◆ **The problem**: Copy each line of the records that contains the word "Some".

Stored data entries
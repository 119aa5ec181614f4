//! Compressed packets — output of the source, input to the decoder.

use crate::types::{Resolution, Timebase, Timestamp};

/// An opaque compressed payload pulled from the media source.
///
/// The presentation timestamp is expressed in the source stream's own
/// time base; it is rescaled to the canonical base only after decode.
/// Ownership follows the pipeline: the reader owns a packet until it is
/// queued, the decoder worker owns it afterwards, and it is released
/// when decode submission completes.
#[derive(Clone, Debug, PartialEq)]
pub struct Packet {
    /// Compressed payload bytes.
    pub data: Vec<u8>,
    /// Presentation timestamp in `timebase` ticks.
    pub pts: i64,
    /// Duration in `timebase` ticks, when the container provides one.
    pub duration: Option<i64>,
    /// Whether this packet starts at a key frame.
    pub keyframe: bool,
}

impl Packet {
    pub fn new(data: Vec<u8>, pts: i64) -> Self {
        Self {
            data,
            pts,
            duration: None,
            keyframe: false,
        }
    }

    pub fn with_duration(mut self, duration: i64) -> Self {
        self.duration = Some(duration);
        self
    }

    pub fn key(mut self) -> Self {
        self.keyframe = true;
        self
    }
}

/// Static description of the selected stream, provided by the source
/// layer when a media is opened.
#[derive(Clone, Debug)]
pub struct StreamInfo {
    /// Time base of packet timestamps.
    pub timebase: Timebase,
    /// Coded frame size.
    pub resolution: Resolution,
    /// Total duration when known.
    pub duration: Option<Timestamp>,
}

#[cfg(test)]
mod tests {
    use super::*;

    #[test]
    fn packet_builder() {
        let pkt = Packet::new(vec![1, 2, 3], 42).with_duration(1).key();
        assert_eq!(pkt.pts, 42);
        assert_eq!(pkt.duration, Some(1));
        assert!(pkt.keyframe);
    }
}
* * *
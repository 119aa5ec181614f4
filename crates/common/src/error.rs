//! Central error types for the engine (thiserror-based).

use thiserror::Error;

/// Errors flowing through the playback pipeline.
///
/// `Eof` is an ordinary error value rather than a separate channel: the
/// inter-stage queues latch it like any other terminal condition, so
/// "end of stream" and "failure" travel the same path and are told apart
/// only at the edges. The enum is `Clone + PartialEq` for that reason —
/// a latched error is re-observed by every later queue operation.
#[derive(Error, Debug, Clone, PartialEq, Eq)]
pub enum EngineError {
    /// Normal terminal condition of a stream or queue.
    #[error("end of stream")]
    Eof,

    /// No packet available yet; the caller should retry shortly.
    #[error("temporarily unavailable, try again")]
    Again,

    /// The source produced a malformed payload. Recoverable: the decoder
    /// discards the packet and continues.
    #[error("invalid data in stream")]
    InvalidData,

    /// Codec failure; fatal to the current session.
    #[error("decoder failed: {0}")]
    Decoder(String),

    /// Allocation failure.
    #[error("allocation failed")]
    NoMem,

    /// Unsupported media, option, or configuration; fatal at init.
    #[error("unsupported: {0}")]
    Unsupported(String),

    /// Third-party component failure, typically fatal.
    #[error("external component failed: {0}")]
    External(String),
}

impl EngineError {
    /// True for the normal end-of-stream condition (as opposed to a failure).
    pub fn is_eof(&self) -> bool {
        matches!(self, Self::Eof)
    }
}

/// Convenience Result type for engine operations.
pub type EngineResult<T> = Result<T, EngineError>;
* * *
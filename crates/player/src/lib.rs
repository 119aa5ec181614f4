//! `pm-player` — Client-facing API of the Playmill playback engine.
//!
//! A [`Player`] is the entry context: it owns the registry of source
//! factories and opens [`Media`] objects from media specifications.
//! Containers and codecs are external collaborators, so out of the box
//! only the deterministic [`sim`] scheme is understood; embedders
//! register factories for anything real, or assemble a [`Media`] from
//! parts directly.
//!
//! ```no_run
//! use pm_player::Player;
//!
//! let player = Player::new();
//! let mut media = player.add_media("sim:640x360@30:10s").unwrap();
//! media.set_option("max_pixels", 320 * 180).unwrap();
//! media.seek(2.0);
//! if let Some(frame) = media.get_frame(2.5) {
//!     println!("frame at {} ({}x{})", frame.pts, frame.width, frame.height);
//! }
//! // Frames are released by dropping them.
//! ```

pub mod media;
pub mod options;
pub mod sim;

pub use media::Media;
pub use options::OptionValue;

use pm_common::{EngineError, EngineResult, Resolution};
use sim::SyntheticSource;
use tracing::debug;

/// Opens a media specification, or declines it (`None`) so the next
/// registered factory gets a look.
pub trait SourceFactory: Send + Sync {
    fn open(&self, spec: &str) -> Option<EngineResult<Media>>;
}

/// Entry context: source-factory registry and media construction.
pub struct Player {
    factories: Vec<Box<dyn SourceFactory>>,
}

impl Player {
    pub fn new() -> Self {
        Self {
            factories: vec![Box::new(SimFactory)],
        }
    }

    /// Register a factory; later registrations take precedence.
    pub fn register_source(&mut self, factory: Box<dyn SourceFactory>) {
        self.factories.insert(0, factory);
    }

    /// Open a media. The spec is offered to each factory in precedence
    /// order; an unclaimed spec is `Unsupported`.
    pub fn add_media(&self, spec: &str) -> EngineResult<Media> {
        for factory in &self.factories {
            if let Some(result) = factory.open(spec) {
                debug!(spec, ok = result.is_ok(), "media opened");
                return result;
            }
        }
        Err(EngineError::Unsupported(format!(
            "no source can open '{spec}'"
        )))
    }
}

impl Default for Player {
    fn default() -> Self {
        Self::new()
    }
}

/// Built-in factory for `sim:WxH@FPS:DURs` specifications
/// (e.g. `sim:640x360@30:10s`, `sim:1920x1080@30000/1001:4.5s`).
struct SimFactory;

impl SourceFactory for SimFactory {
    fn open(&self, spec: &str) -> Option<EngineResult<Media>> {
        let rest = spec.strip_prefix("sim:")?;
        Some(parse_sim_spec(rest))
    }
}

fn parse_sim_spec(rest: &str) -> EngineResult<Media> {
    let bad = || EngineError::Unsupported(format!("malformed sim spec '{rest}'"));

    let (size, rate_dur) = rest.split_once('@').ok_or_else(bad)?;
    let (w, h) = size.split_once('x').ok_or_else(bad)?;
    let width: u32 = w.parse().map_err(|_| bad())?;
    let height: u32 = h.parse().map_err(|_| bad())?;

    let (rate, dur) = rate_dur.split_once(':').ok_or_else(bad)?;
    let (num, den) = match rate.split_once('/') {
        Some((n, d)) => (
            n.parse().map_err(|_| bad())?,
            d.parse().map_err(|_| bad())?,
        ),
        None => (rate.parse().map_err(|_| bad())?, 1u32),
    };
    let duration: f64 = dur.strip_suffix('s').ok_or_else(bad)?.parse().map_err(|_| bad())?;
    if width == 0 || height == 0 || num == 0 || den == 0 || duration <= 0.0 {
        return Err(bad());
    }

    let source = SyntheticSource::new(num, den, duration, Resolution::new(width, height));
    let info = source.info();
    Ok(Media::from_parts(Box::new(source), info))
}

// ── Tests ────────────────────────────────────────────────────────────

◆ **Response**:
        self.duration = Some(duration);
        assert_eq!(pkt.duration, Some(1));
//! if let Some(frame) = media.get_frame(2.5) {
            if let Some(result) = factory.open(spec) {
        Some(parse_sim_spec(rest))
        Some((n, d)) => (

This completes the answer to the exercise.